Experiential Learning Best Practices

By Colleen Kearney Rich on May 30, 2013


Susan Hirsch and Agnieszka Paczynska
School for Conflict Analysis and Resolution

Susan Hirsch

Susan Hirsch

In a field such as conflict analysis and resolution, it is common for professors to use role-playing and simulations to engage students in the classroom, but Mason professors Susan Hirsch and Agnieszka Paczynska wanted to take a closer look at experiential learning and how it prepares students for careers.

Agnieszka Paczynskza

Agnieszka Paczynskza

As the principal investigators on a Fund for the Improvement of Postsecondary Education grant titled Linking Theory to Practice, the two have developed and tested a series of experiential learning activities designed to prepare students for hands-on field experiences.

“Experiential learning is critical for any subject, and we wanted to give students the capacity to apply what they are learning sooner,” says Hirsch. “Applied practice asks something of our students out in the world. It makes sense to start that process as they are learning conflict theories.”

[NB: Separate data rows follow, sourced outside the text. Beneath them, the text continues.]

/**
 * LIVENESS WATCHDOG - Fail-fast si le broker reste injoignable
 *
 * Vérification périodique de l'état MQTT :
 * - déconnecté : score += 2
 * - connecté : score -= 1 (plancher 0)
 * - score > seuil : erreur fatale, le process sort en erreur et le
 *   superviseur (systemd, docker...) le relance
 *
 * Avec les valeurs par défaut (30s, seuil 10) il faut 6 checks déconnectés
 * d'affilée, soit ~3 minutes.
 */

use crate::health::HealthTracker;
use std::time::Duration;
use tracing::{debug, error};

pub const DEFAULT_CHECK_INTERVAL: Duration = Duration::from_secs(30);
pub const DEFAULT_THRESHOLD: u32 = 10;

#[derive(Debug, thiserror::Error, PartialEq)]
pub enum LivenessError {
    #[error("not connected to MQTT for a while ({checks} checks), exiting")]
    Exhausted { checks: u64 },
}

#[derive(Debug, Clone)]
pub struct LivenessCounter {
    score: u32,
    threshold: u32,
}

impl LivenessCounter {
    pub fn new(threshold: u32) -> Self {
        Self { score: 0, threshold }
    }

    /// Retourne true quand le seuil est dépassé
    pub fn observe(&mut self, connected: bool) -> bool {
        if !connected {
            self.score += 2;
        } else if self.score > 0 {
            self.score -= 1;
        }
        self.score > self.threshold
    }

    pub fn score(&self) -> u32 {
        self.score
    }
}

/// Ne retourne que sur épuisement ; à sélectionner contre le reste du process
pub async fn run_liveness_watchdog(health: HealthTracker, interval: Duration, threshold: u32) -> LivenessError {
    let mut counter = LivenessCounter::new(threshold);
    let mut checks: u64 = 0;
    loop {
        tokio::time::sleep(interval).await;
        checks += 1;
        let connected = health.is_mqtt_connected();
        if counter.observe(connected) {
            let err = LivenessError::Exhausted { checks };
            error!("[watchdog] {}", err);
            return err;
        }
        if !connected {
            debug!("[watchdog] MQTT disconnected, liveness score {}/{}", counter.score(), threshold);
        }
    }
}
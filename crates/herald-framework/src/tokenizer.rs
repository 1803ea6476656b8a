//! Delimiter-driven argument tokenizer.
//!
//! [`tokenize`] walks an ordered [`ArgSpec`] list over a raw text span.
//! Each position is cut at the first occurrence of its own delimiter; the
//! final position always takes whatever text is left. The raw substring is
//! then coerced according to the position's [`ArgKind`]:
//!
//! | kind      | coercion |
//! |-----------|----------|
//! | `String`  | used as-is |
//! | `Number`  | parsed as `f64`; `NaN` and `0` fail the whole call |
//! | `User`    | handed to the [`Resolver`] |
//! | `Channel` | handed to the [`Resolver`] |
//!
//! A failing position aborts the entire call with `None`. Checking that all
//! mandatory positions were filled is left to the caller, see
//! [`Args::covers`].

use async_trait::async_trait;
use tracing::trace;

use herald_core::{BoxedDirectory, ChannelId, Message, UserId};

use crate::argument::{ArgKind, ArgSpec, ArgValue, Args};

// =============================================================================
// Resolver
// =============================================================================

/// Resolves `user` and `channel` arguments.
#[async_trait]
pub trait Resolver: Send + Sync + 'static {
    /// Turns `raw` into a value of `kind`, using `scope` (the triggering
    /// message) to decide which guild to search. Returns `None` when nothing
    /// matches.
    async fn resolve(&self, scope: &Message, raw: &str, kind: ArgKind) -> Option<ArgValue>;
}

/// The default resolver, backed by a [`Directory`](herald_core::Directory).
///
/// A token is first read as a mention (`<@id>`, `<@!id>` for users, `<#id>`
/// for channels) and looked up by id. Failing that, it is matched
/// case-insensitively as a substring of the display names of the members or
/// channels of the message's guild. The first match wins.
pub struct DirectoryResolver {
    directory: BoxedDirectory,
}

impl DirectoryResolver {
    pub fn new(directory: BoxedDirectory) -> Self {
        Self { directory }
    }
}

/// Extracts the id from `<@id>` or `<@!id>`.
pub fn parse_user_mention(raw: &str) -> Option<UserId> {
    let inner = raw.strip_prefix("<@")?.strip_suffix('>')?;
    let inner = inner.strip_prefix('!').unwrap_or(inner);
    (!inner.is_empty()).then(|| UserId::from(inner))
}

/// Extracts the id from `<#id>`.
pub fn parse_channel_mention(raw: &str) -> Option<ChannelId> {
    let inner = raw.strip_prefix("<#")?.strip_suffix('>')?;
    (!inner.is_empty()).then(|| ChannelId::from(inner))
}

#[async_trait]
impl Resolver for DirectoryResolver {
    async fn resolve(&self, scope: &Message, raw: &str, kind: ArgKind) -> Option<ArgValue> {
        let raw = raw.trim();
        let needle = raw.to_lowercase();
        match kind {
            ArgKind::User => {
                if let Some(id) = parse_user_mention(raw) {
                    return self.directory.user(&id).await.ok().flatten().map(ArgValue::User);
                }
                let guild = scope.guild_id()?;
                let members = self.directory.members(guild).await.ok()?;
                members
                    .into_iter()
                    .find(|member| member.name.to_lowercase().contains(&needle))
                    .map(ArgValue::User)
            }
            ArgKind::Channel => {
                if let Some(id) = parse_channel_mention(raw) {
                    return self
                        .directory
                        .channel(&id)
                        .await
                        .ok()
                        .flatten()
                        .map(ArgValue::Channel);
                }
                let guild = scope.guild_id()?;
                let channels = self.directory.channels(guild).await.ok()?;
                channels
                    .into_iter()
                    .find(|channel| channel.name.to_lowercase().contains(&needle))
                    .map(ArgValue::Channel)
            }
            ArgKind::String | ArgKind::Number => None,
        }
    }
}

// =============================================================================
// Tokenizer
// =============================================================================

/// Parses a numeric argument. Zero is rejected along with `NaN`.
fn parse_number(raw: &str) -> Option<f64> {
    let value: f64 = raw.trim().parse().ok()?;
    (value != 0.0 && !value.is_nan()).then_some(value)
}

/// Splits `text` into positional values according to `specs`.
///
/// Returns `None` if any position fails to coerce.
pub async fn tokenize(
    specs: &[ArgSpec],
    text: &str,
    resolver: &dyn Resolver,
    scope: &Message,
) -> Option<Args> {
    let mut values = Vec::with_capacity(specs.len());
    let mut rest = text;

    for (index, spec) in specs.iter().enumerate() {
        let is_last = index + 1 == specs.len();
        let delimiter = spec.delimiter_str();

        let raw = if is_last || delimiter.is_empty() {
            std::mem::take(&mut rest)
        } else {
            match rest.find(delimiter) {
                Some(at) => {
                    let raw = &rest[..at];
                    rest = &rest[at + delimiter.len()..];
                    raw
                }
                None => std::mem::take(&mut rest),
            }
        };

        if raw.is_empty() {
            values.push(None);
            continue;
        }

        let value = match spec.arg_kind() {
            ArgKind::String => ArgValue::Text(raw.to_string()),
            ArgKind::Number => match parse_number(raw) {
                Some(n) => ArgValue::Number(n),
                None => {
                    trace!(arg = spec.name(), raw, "Numeric argument rejected");
                    return None;
                }
            },
            kind @ (ArgKind::User | ArgKind::Channel) => {
                match resolver.resolve(scope, raw, kind).await {
                    Some(value) => value,
                    None => {
                        trace!(arg = spec.name(), raw, %kind, "Argument did not resolve");
                        return None;
                    }
                }
            }
        };
        values.push(Some(value));
    }

    Some(Args::new(values))
}
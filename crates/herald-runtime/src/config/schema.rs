//! Configuration schema definitions.

use std::collections::HashMap;
use std::fmt;
use std::path::PathBuf;

use serde::{Deserialize, Serialize};

/// Root configuration structure.
#[derive(Debug, Clone, Serialize, Deserialize, Default, PartialEq)]
pub struct HeraldConfig {
    /// Routing settings consumed by the dispatcher.
    #[serde(default)]
    pub dispatch: DispatchConfig,

    /// Logging settings.
    #[serde(default)]
    pub logging: LoggingConfig,
}

// =============================================================================
// Dispatch
// =============================================================================

/// Routing settings.
#[derive(Debug, Clone, Serialize, Deserialize, PartialEq)]
pub struct DispatchConfig {
    /// Global command prefix.
    #[serde(default = "default_prefix")]
    pub prefix: String,

    /// Opening marker of an inline replacer.
    #[serde(default = "default_replacer_open")]
    pub replacer_open: String,

    /// Closing marker of an inline replacer.
    #[serde(default = "default_replacer_close")]
    pub replacer_close: String,

    /// The application owner, the only user allowed to run restricted
    /// commands.
    #[serde(default)]
    pub owner_id: Option<String>,

    /// Per-scope prefix overrides, keyed by guild id (or channel id for
    /// direct conversations).
    #[serde(default)]
    pub prefixes: HashMap<String, String>,

    /// Whether replies may request reaction interfaces.
    #[serde(default)]
    pub reactions_enabled: bool,
}

impl Default for DispatchConfig {
    fn default() -> Self {
        Self {
            prefix: default_prefix(),
            replacer_open: default_replacer_open(),
            replacer_close: default_replacer_close(),
            owner_id: None,
            prefixes: HashMap::new(),
            reactions_enabled: false,
        }
    }
}

fn default_prefix() -> String {
    "!".to_string()
}

fn default_replacer_open() -> String {
    "{".to_string()
}

fn default_replacer_close() -> String {
    "}".to_string()
}

// =============================================================================
// Logging
// =============================================================================

/// Log verbosity.
#[derive(Debug, Clone, Copy, Default, PartialEq, Eq, Serialize, Deserialize)]
#[serde(rename_all = "lowercase")]
pub enum LogLevel {
    Trace,
    Debug,
    #[default]
    Info,
    Warn,
    Error,
}

impl LogLevel {
    pub fn as_str(&self) -> &'static str {
        match self {
            Self::Trace => "trace",
            Self::Debug => "debug",
            Self::Info => "info",
            Self::Warn => "warn",
            Self::Error => "error",
        }
    }

    pub fn to_tracing_level(self) -> tracing::Level {
        match self {
            Self::Trace => tracing::Level::TRACE,
            Self::Debug => tracing::Level::DEBUG,
            Self::Info => tracing::Level::INFO,
            Self::Warn => tracing::Level::WARN,
            Self::Error => tracing::Level::ERROR,
        }
    }
}

impl fmt::Display for LogLevel {
    fn fmt(&self, f: &mut fmt::Formatter<'_>) -> fmt::Result {
        f.write_str(self.as_str())
    }
}

/// Log line format.
#[derive(Debug, Clone, Copy, Default, PartialEq, Eq, Serialize, Deserialize)]
#[serde(rename_all = "lowercase")]
pub enum LogFormat {
    #[default]
    Compact,
    Full,
    Pretty,
    /// Structured JSON, one object per line.
    #[cfg(feature = "json-log")]
    Json,
}

/// Where log lines go.
#[derive(Debug, Clone, Copy, Default, PartialEq, Eq, Serialize, Deserialize)]
#[serde(rename_all = "lowercase")]
pub enum LogOutput {
    #[default]
    Stdout,
    Stderr,
    /// The file named by [`LoggingConfig::file`].
    File,
}

/// Which span lifecycle events are logged.
#[derive(Debug, Clone, Default, PartialEq, Eq, Serialize, Deserialize)]
pub struct SpanEventConfig {
    #[serde(default)]
    pub new: bool,
    #[serde(default)]
    pub enter: bool,
    #[serde(default)]
    pub exit: bool,
    #[serde(default)]
    pub close: bool,
}

/// Logging settings.
#[derive(Debug, Clone, Default, PartialEq, Serialize, Deserialize)]
pub struct LoggingConfig {
    /// Base level.
    #[serde(default)]
    pub level: LogLevel,

    /// Extra `EnvFilter` directives, e.g. `herald_framework=trace`.
    #[serde(default)]
    pub directives: Vec<String>,

    #[serde(default)]
    pub format: LogFormat,

    #[serde(default)]
    pub output: LogOutput,

    /// Log file path, required when `output = "file"`.
    #[serde(default)]
    pub file: Option<PathBuf>,

    #[serde(default)]
    pub span_events: SpanEventConfig,

    /// Include thread ids in log lines.
    #[serde(default)]
    pub thread_ids: bool,
}
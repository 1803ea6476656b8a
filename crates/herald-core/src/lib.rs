//! # Herald Core
//!
//! The foundation layer of the Herald chat router.
//!
//! This crate holds the vocabulary every other layer speaks, and nothing
//! stateful:
//!
//! - **Identities**: opaque string ids for channels, users, guilds and
//!   messages ([`ChannelId`], [`UserId`], [`GuildId`], [`MessageId`])
//! - **Messages**: the inbound [`Message`] and the outbound [`Outbound`]
//!   payload, plus the [`SentMessage`] receipt a transport hands back
//! - **Collaborators**: the traits the router drives but never implements
//!   itself ([`Transport`], [`Directory`], [`ReactionBinder`])
//!
//! ```text
//! ┌─────────────┐  Message   ┌────────────┐  Outbound  ┌─────────────┐
//! │  Transport  │───────────▶│ Dispatcher │───────────▶│  Transport  │
//! │  (inbound)  │            │ (framework)│            │   (send)    │
//! └─────────────┘            └────────────┘            └─────────────┘
//! ```

pub mod error;
pub mod id;
pub mod message;
pub mod transport;

pub use error::{ApiError, ApiResult};
pub use id::{ChannelId, GuildId, MessageId, UserId};
pub use message::{
    Attachment, Channel, ChannelKind, Embed, Message, Outbound, SentMessage, User,
};
pub use transport::{
    BoxedDirectory, BoxedReactionBinder, BoxedTransport, Directory, ReactButton, ReactInterface,
    ReactionBinder, Transport,
};

/// Prelude for common imports.
pub mod prelude {
    pub use super::error::{ApiError, ApiResult};
    pub use super::id::*;
    pub use super::message::*;
    pub use super::transport::{Directory, ReactionBinder, Transport};
}
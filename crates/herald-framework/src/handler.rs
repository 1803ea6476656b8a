//! Handler actions.
//!
//! An [`Action`] is what a command or await runs once routing, middleware
//! and argument parsing have succeeded. Plain async closures implement it
//! through a blanket impl, so most code never names the trait:
//!
//! ```rust,ignore
//! let ping = Command::new("ping").action(|_inv: Invocation| async {
//!     Ok::<_, BoxError>("pong")
//! });
//! ```
//!
//! The closure may return anything convertible into [`Replies`]: `()`, a
//! string, a [`Reply`](crate::reply::Reply), a
//! [`RichReply`](crate::reply::RichReply), a `Vec` of replies or an
//! `Option` of any of these.

use std::future::Future;
use std::sync::Arc;

use async_trait::async_trait;

pub use crate::context::Invocation;
use crate::error::BoxError;
use crate::reply::Replies;

/// A handler action.
#[async_trait]
pub trait Action: Send + Sync + 'static {
    async fn call(&self, invocation: Invocation) -> Result<Replies, BoxError>;
}

/// A shared, type-erased action.
pub type BoxedAction = Arc<dyn Action>;

#[async_trait]
impl<F, Fut, R, E> Action for F
where
    F: Fn(Invocation) -> Fut + Send + Sync + 'static,
    Fut: Future<Output = Result<R, E>> + Send + 'static,
    R: Into<Replies> + 'static,
    E: Into<BoxError> + 'static,
{
    async fn call(&self, invocation: Invocation) -> Result<Replies, BoxError> {
        (self)(invocation).await.map(Into::into).map_err(Into::into)
    }
}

From senior scholars to graduate teaching assistants, many of the school’s faculty have been involved with the implementation and assessment of these activities, which include such exercises as an international negotiation over gas drilling rights and conducting a focus group. Some students implement these and other skills through another project initiative: short-term, field-based courses called service learning intensives. The intensives have taken students to Liberia, Colombia, and Charleston, West Virginia, where the school has partnerships with local groups.

“Implementing some of these activities isn’t the easiest thing, but it can have such a big payoff in terms of learning,” Hirsch says.